▸ **Your objective**: The entries below need to be transcribed verbatim.

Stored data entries
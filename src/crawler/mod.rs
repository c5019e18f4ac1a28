//! Crawler module for web page fetching and processing
//!
//! This module contains the core crawling logic, including:
//! - HTTP transport and content-type gated fetching with retries
//! - HTML parsing (title and anchor extraction)
//! - Progress reporting
//! - Recursive crawl coordination

mod coordinator;
mod fetcher;
mod http;
mod parser;
mod progress;

#[cfg(test)]
mod testing;

pub use coordinator::{Coordinator, CrawlReport};
pub use fetcher::{FetchResult, Fetcher, RetryPolicy};
pub use http::{build_http_client, HeadResponse, HttpTransport, ReqwestTransport, TransportError};
pub use parser::{HtmlParser, PageParser, ParsedPage};
pub use progress::{progress_message, ConsoleProgress, ProgressObserver, SilentProgress};
//! Outcome statistics for a crawl
//!
//! Counters are purely additive. Content-type rejections are additionally
//! broken out by the observed `Content-Type` header value.

use std::collections::BTreeMap;
use std::fmt;

/// Why a traversal step (or a fetch) ended the way it did
#[derive(Debug, Clone, PartialEq, Eq, Hash)]
pub enum Outcome {
    /// Page fetched, buffered and (if depth allowed) expanded
    Done,
    /// URL had already been claimed by another task
    Scrapped,
    /// Transient failures exhausted every attempt
    ConnectionError,
    /// Body could not be decoded as text
    UnicodeDecodeError,
    /// HEAD reported something other than `text/html`
    WrongContentType(String),
}

/// Outcome without its payload, used as the counter key
#[derive(Debug, Clone, Copy, PartialEq, Eq, PartialOrd, Ord, Hash)]
pub enum OutcomeKind {
    Done,
    Scrapped,
    ConnectionError,
    UnicodeDecodeError,
    WrongContentType,
}

impl Outcome {
    pub fn kind(&self) -> OutcomeKind {
        match self {
            Self::Done => OutcomeKind::Done,
            Self::Scrapped => OutcomeKind::Scrapped,
            Self::ConnectionError => OutcomeKind::ConnectionError,
            Self::UnicodeDecodeError => OutcomeKind::UnicodeDecodeError,
            Self::WrongContentType(_) => OutcomeKind::WrongContentType,
        }
    }
}

impl OutcomeKind {
    pub fn as_str(&self) -> &'static str {
        match self {
            Self::Done => "done",
            Self::Scrapped => "scrapped",
            Self::ConnectionError => "connection_error",
            Self::UnicodeDecodeError => "unicode_decode_error",
            Self::WrongContentType => "wrong_content_type",
        }
    }
}

impl fmt::Display for OutcomeKind {
    fn fmt(&self, f: &mut fmt::Formatter<'_>) -> fmt::Result {
        f.write_str(self.as_str())
    }
}

/// Accumulated outcome counters
#[derive(Debug, Clone, Default, PartialEq, Eq)]
pub struct CrawlStats {
    counts: BTreeMap<OutcomeKind, u64>,
    wrong_content_type: BTreeMap<String, u64>,
}

impl CrawlStats {
    pub fn new() -> Self {
        Self::default()
    }

    /// Records one occurrence of `outcome`
    pub fn record(&mut self, outcome: &Outcome) {
        match outcome {
            Outcome::WrongContentType(content_type) => {
                *self
                    .wrong_content_type
                    .entry(content_type.clone())
                    .or_insert(0) += 1;
            }
            other => {
                *self.counts.entry(other.kind()).or_insert(0) += 1;
            }
        }
    }

    /// Count for a kind; for `WrongContentType` this sums every content type
    pub fn count(&self, kind: OutcomeKind) -> u64 {
        match kind {
            OutcomeKind::WrongContentType => self.wrong_content_type.values().sum(),
            other => self.counts.get(&other).copied().unwrap_or(0),
        }
    }

    /// Count of rejections for one observed content type
    pub fn wrong_content_type(&self, content_type: &str) -> u64 {
        self.wrong_content_type
            .get(content_type)
            .copied()
            .unwrap_or(0)
    }

    /// Rejected content types and their counts
    pub fn content_types(&self) -> &BTreeMap<String, u64> {
        &self.wrong_content_type
    }

    /// Number of distinct outcome kinds seen so far
    pub fn len(&self) -> usize {
        self.counts.len() + usize::from(!self.wrong_content_type.is_empty())
    }

    pub fn is_empty(&self) -> bool {
        self.len() == 0
    }

    /// Flat `(kind, count)` pairs in a stable order
    pub fn iter(&self) -> impl Iterator<Item = (OutcomeKind, u64)> + '_ {
        self.counts.iter().map(|(kind, count)| (*kind, *count))
    }
}

impl fmt::Display for CrawlStats {
    fn fmt(&self, f: &mut fmt::Formatter<'_>) -> fmt::Result {
        for (kind, count) in self.iter() {
            writeln!(f, "  {}: {}", kind, count)?;
        }

        if !self.wrong_content_type.is_empty() {
            writeln!(f, "  {}:", OutcomeKind::WrongContentType)?;
            for (content_type, count) in &self.wrong_content_type {
                let label = if content_type.is_empty() {
                    "<missing>"
                } else {
                    content_type.as_str()
                };
                writeln!(f, "    {}: {}", label, count)?;
            }
        }

        Ok(())
    }
}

▸ **Answer for this exercise**:
filename src/crawler/mod.rs
repository c5019e18f4ac1a28
//! Crawler module for web page fetching and processing
//!
//! This module contains the core crawling logic, including:
//! - HTTP transport and content-type gated fetching with retries
//! - HTML parsing (title and anchor extraction)
//! - Progress reporting
//! - Recursive crawl coordination

mod coordinator;
mod fetcher;
mod http;
mod parser;
mod progress;

#[cfg(test)]
mod testing;

pub use coordinator::{Coordinator, CrawlReport};
pub use fetcher::{FetchResult, Fetcher, RetryPolicy};
pub use http::{build_http_client, HeadResponse, HttpTransport, ReqwestTransport, TransportError};
pub use parser::{HtmlParser, PageParser, ParsedPage};
pub use progress::{progress_message, ConsoleProgress, ProgressObserver, SilentProgress};
//! Outcome statistics for a crawl
//!
//! Counters are purely additive. Content-type rejections are additionally
//! broken out by the observed `Content-Type` header value.

use std::collections::BTreeMap;
use std::fmt;

/// Why a traversal step (or a fetch) ended the way it did
#[derive(Debug, Clone, PartialEq, Eq, Hash)]
pub enum Outcome {
    /// Page fetched, buffered and (if depth allowed) expanded
    Done,
    /// URL had already been claimed by another task
    Scrapped,
    /// Transient failures exhausted every attempt
    ConnectionError,
    /// Body could not be decoded as text
    UnicodeDecodeError,
    /// HEAD reported something other than `text/html`
    WrongContentType(String),
}

/// Outcome without its payload, used as the counter key
#[derive(Debug, Clone, Copy, PartialEq, Eq, PartialOrd, Ord, Hash)]
pub enum OutcomeKind {
    Done,
    Scrapped,
    ConnectionError,
    UnicodeDecodeError,
    WrongContentType,
}

impl Outcome {
    pub fn kind(&self) -> OutcomeKind {
        match self {
            Self::Done => OutcomeKind::Done,
            Self::Scrapped => OutcomeKind::Scrapped,
            Self::ConnectionError => OutcomeKind::ConnectionError,
            Self::UnicodeDecodeError => OutcomeKind::UnicodeDecodeError,
            Self::WrongContentType(_) => OutcomeKind::WrongContentType,
        }
    }
}

impl OutcomeKind {
    pub fn as_str(&self) -> &'static str {
        match self {
            Self::Done => "done",
            Self::Scrapped => "scrapped",
            Self::ConnectionError => "connection_error",
            Self::UnicodeDecodeError => "unicode_decode_error",
            Self::WrongContentType => "wrong_content_type",
        }
    }
}

impl fmt::Display for OutcomeKind {
    fn fmt(&self, f: &mut fmt::Formatter<'_>) -> fmt::Result {
        f.write_str(self.as_str())
    }
}

/// Accumulated outcome counters
#[derive(Debug, Clone, Default, PartialEq, Eq)]
pub struct CrawlStats {
    counts: BTreeMap<OutcomeKind, u64>,
    wrong_content_type: BTreeMap<String, u64>,
}

impl CrawlStats {
    pub fn new() -> Self {
        Self::default()
    }

    /// Records one occurrence of `outcome`
    pub fn record(&mut self, outcome: &Outcome) {
        match outcome {
            Outcome::WrongContentType(content_type) => {
                *self
                    .wrong_content_type
                    .entry(content_type.clone())
                    .or_insert(0) += 1;
            }
            other => {
                *self.counts.entry(other.kind()).or_insert(0) += 1;
            }
        }
    }

    /// Count for a kind; for `WrongContentType` this sums every content type
    pub fn count(&self, kind: OutcomeKind) -> u64 {
        match kind {
            OutcomeKind::WrongContentType => self.wrong_content_type.values().sum(),
            other => self.counts.get(&other).copied().unwrap_or(0),
        }
    }

    /// Count of rejections for one observed content type
    pub fn wrong_content_type(&self, content_type: &str) -> u64 {
        self.wrong_content_type
            .get(content_type)
            .copied()
            .unwrap_or(0)
    }

    /// Rejected content types and their counts
    pub fn content_types(&self) -> &BTreeMap<String, u64> {
        &self.wrong_content_type
    }

    /// Number of distinct outcome kinds seen so far
    pub fn len(&self) -> usize {
        self.counts.len() + usize::from(!self.wrong_content_type.is_empty())
    }

    pub fn is_empty(&self) -> bool {
        self.len() == 0
    }

    /// Flat `(kind, count)` pairs in a stable order
    pub fn iter(&self) -> impl Iterator<Item = (OutcomeKind, u64)> + '_ {
        self.counts.iter().map(|(kind, count)| (*kind, *count))
    }
}

impl fmt::Display for CrawlStats {
    fn fmt(&self, f: &mut fmt::Formatter<'_>) -> fmt::Result {
        for (kind, count) in self.iter() {
            writeln!(f, "  {}: {}", kind, count)?;
        }

        if !self.wrong_content_type.is_empty() {
            writeln!(f, "  {}:", OutcomeKind::WrongContentType)?;
            for (content_type, count) in &self.wrong_content_type {
                let label = if content_type.is_empty() {
                    "<missing>"
                } else {
                    content_type.as_str()
                };
                writeln!(f, "    {}: {}", label, count)?;
            }
        }

        Ok(())
    }
}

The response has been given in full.